Oprah spricht mit Sean Combs


Oprah: Sind Sie mit Sehnsucht nach Ihrem Vater aufgewachsen?

Sean: Nein. Meine Mutter spielte die Rolle eines Vaters und meine Großmutter spielte die Rolle meiner Mutter. Eines Tages, als ich ungefähr 9 war, ging ich für meine Großmutter in den Laden, und jemand stahl mein Geld. Ich kam weinend nach Hause. Meine Mutter ließ mich nicht ins Haus. Sie sagte: 'Gehen Sie wieder raus und holen Sie sich das Geld – und wenn Sie jemals jemand in die Finger bekommt, stellen Sie sicher, dass er es nie wieder tut.' Sie kannte die Realität – wenn Leute Schwäche riechen, nutzen sie dich aus. Du musst dich verteidigen. Auf der anderen Seite sagte meine Großmutter: ‚Komm her, Baby. Ich gehe mit dir zum Laden.' Ich sage nicht, dass meine Mutter mich an diesem Tag nie ins Haus gelassen hätte, aber sie wollte mir eine Lektion erteilen.

Oprah: Du hast Andre Harrell kennengelernt, der dich bei Uptown Records engagiert hat, als du 19 warst. War das ein Moment, der dein Leben bestimmt?

Sean: Ja.

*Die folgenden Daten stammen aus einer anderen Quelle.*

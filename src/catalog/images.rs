// SPDX-License-Identifier: GPL-3.0-only
use url::form_urlencoded;

use crate::catalog::models::CatalogEntry;

/// Resolves catalog image references against the image host
#[derive(Debug, Clone)]
pub struct ImageResolver {
    base_url: String,
    version: Option<String>,
}

impl ImageResolver {
    pub fn new(base_url: impl Into<String>, version: Option<String>) -> Self {
        Self {
            base_url: base_url.into().trim_end_matches('/').to_string(),
            version,
        }
    }

    pub fn character_image(&self, entry: &CatalogEntry) -> Option<String> {
        self.resolve(&entry.character_image(), entry.language.as_deref())
    }

    pub fn voice_actor_image(&self, entry: &CatalogEntry) -> Option<String> {
        self.resolve(&entry.voice_actor_image(), entry.language.as_deref())
    }

    /// Absolute and explicitly relative references pass through. Bare file
    /// names, including legacy `images/eng/...` paths, are placed under the
    /// language folder of the image host.
    pub fn resolve(&self, raw: &str, language: Option<&str>) -> Option<String> {
        let trimmed = raw.trim();
        if trimmed.is_empty() {
            return None;
        }

        if ["http://", "https://", "./", "../"]
            .iter()
            .any(|prefix| trimmed.starts_with(prefix))
        {
            return Some(trimmed.to_string());
        }

        let mut file_name = trimmed;
        for prefix in ["images/", "eng/", "jpn/"] {
            file_name = strip_prefix_ignore_case(file_name, prefix);
        }

        let language = language.unwrap_or_default().to_lowercase();
        let folder = if language.contains("jpn") || language == "jp" {
            "jpn"
        } else {
            "eng"
        };

        let mut url = format!("{}/{}/{}", self.base_url, folder, file_name);
        if let Some(version) = &self.version {
            let encoded: String = form_urlencoded::byte_serialize(version.as_bytes()).collect();
            url.push_str("?v=");
            url.push_str(&encoded);
        }
        Some(url)
    }
}

fn strip_prefix_ignore_case<'a>(value: &'a str, prefix: &str) -> &'a str {
    match value.get(..prefix.len()) {
        Some(head) if head.eq_ignore_ascii_case(prefix) => &value[prefix.len()..],
        _ => value,
    }
}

Als ich durch die Plattenfirma ging, wusste ich, dass es genau dort war, wo ich sein wollte. Es fühlte sich an wie zu Hause.

Oprah: Du hast dich durch die Ränge geschossen, doch Andre hat dich schließlich gefeuert. Hat das zu einer Art Freiheit geführt?

Sean: Ich war wie ein Wunderkind in Uptown. Die erste Platte, die ich produziert habe, verkaufte sich zwei Millionen Mal – und ich hatte sie nur produziert, weil der Produzent nicht auftauchte. Mein Talent ist definitiv ein Geschenk. Ich verstehe nicht, woher es kommt. Ich spiele kein Instrument und bin nie zur Musikproduktion in die Schule gegangen, aber ich weiß genau, wie ein Lied klingen soll und wie man einem Künstler eine Richtung vorgibt.

Jedenfalls habe ich bei Uptown eine große Anzahl von Platten verkauft. Ich war sehr leidenschaftlich und verstand weder Protokoll noch Arbeitsplatzpolitik. Also wurde ich gefeuert, weil es nicht zwei Könige in einer Burg geben kann. Ich habe nicht versucht, Andre gegenüber respektlos zu sein, aber ich habe so hart gekämpft. Er wollte diplomatischer sein und sicherstellen, dass sich alle einbezogen fühlten. Gefeuert zu werden war eines der besten Dinge, die mir passieren konnten.

Oprah: Was hat es dich gelehrt?

Sean: Es hat mich gelehrt, dass die Veröffentlichung einer Platte eine Teamleistung ist. Es hat mich gelehrt, wie man Menschen motiviert. Es hat mich gelehrt, mich nicht in meinen eigenen Hype zu verwickeln. Ich bin froh, dass ich das in jungen Jahren gelernt habe. Aber trotzdem wollte ich nicht so rausgehen. Ich wollte die Person, die mich ins Spiel gebracht hat, nicht enttäuschen. Später habe ich es durch Umziehen zu Andre geschafft. Dann kam er und arbeitete für mich, also wurden unsere Rollen vertauscht.

Oprah: Wie bist du auf den Namen Puff Daddy gekommen?

Sean: Es ist ein Spitzname, den mir jemand gegeben hat.

Oprah: Was bedeutet das?

Sean: Das habe ich noch nie jemandem erzählt. Ich weiß, dass du Leute dazu bringst, dir alles zu erzählen, Oprah. Aber ich kann dir nicht in die Augen sehen und das erklären.

Oprah: Also schau weg! Hat man dich Puff genannt, weil du aufgeblasen warst?

Sean: Nein nein Nein. Es ist nur ein dummer Name.

Oprah: Ich kann sehen, dass Sie es mir nicht sagen werden.

Sean: Ich werde jede andere Frage beantworten.